What you should do:
Please restate the data word for word, leaving out no line.

Stored items:
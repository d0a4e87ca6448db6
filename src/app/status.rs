use crate::presentation::StatusTone;

pub const READY_STATUS: &str = "Ready. Tab to add an entry, Enter to edit the selected one.";

/// Footer message plus how loudly to show it.
#[derive(Debug, Clone)]
pub struct StatusLine {
    message: String,
    tone: StatusTone,
}

impl Default for StatusLine {
    fn default() -> Self {
        Self {
            message: READY_STATUS.to_string(),
            tone: StatusTone::Info,
        }
    }
}

impl StatusLine {
    pub fn new() -> Self {
        Self::default()
    }

    pub fn info(&mut self, msg: impl Into<String>) {
        self.set(StatusTone::Info, msg);
    }

    /// An action was refused; the user has to do something first.
    pub fn warn(&mut self, msg: impl Into<String>) {
        self.set(StatusTone::Warning, msg);
    }

    pub fn ready(&mut self) {
        self.info(READY_STATUS);
    }

    pub fn editing(&mut self, label: &str) {
        self.info(format!("Editing {label}"));
    }

    pub fn saved(&mut self) {
        self.set(StatusTone::Success, "Saved");
    }

    pub fn blocked(&mut self, count: usize) {
        self.warn(format!("{count} field(s) need attention before saving"));
    }

    pub fn external_change(&mut self) {
        self.info("List changed elsewhere; reloaded");
    }

    pub fn pending_exit(&mut self) {
        self.warn("Unsaved draft. Press Ctrl+Q again to quit and discard it.");
    }

    pub fn message(&self) -> &str {
        &self.message
    }

    pub fn tone(&self) -> StatusTone {
        self.tone
    }

    fn set(&mut self, tone: StatusTone, msg: impl Into<String>) {
        self.tone = tone;
        self.message = msg.into();
    }
}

Your solution:
repository d0a4e87ca6448db6
filename src/app/status.rs
use crate::presentation::StatusTone;

pub const READY_STATUS: &str = "Ready. Tab to add an entry, Enter to edit the selected one.";

/// Footer message plus how loudly to show it.
#[derive(Debug, Clone)]
pub struct StatusLine {
    message: String,
    tone: StatusTone,
}

impl Default for StatusLine {
    fn default() -> Self {
        Self {
            message: READY_STATUS.to_string(),
            tone: StatusTone::Info,
        }
    }
}

impl StatusLine {
    pub fn new() -> Self {
        Self::default()
    }

    pub fn info(&mut self, msg: impl Into<String>) {
        self.set(StatusTone::Info, msg);
    }

    /// An action was refused; the user has to do something first.
    pub fn warn(&mut self, msg: impl Into<String>) {
        self.set(StatusTone::Warning, msg);
    }

    pub fn ready(&mut self) {
        self.info(READY_STATUS);
    }

    pub fn editing(&mut self, label: &str) {
        self.info(format!("Editing {label}"));
    }

    pub fn saved(&mut self) {
        self.set(StatusTone::Success, "Saved");
    }

    pub fn blocked(&mut self, count: usize) {
        self.warn(format!("{count} field(s) need attention before saving"));
    }

    pub fn external_change(&mut self) {
        self.info("List changed elsewhere; reloaded");
    }

    pub fn pending_exit(&mut self) {
        self.warn("Unsaved draft. Press Ctrl+Q again to quit and discard it.");
    }

    pub fn message(&self) -> &str {
        &self.message
    }

    pub fn tone(&self) -> StatusTone {
        self.tone
    }

    fn set(&mut self, tone: StatusTone, msg: impl Into<String>) {
        self.tone = tone;
        self.message = msg.into();
    }
}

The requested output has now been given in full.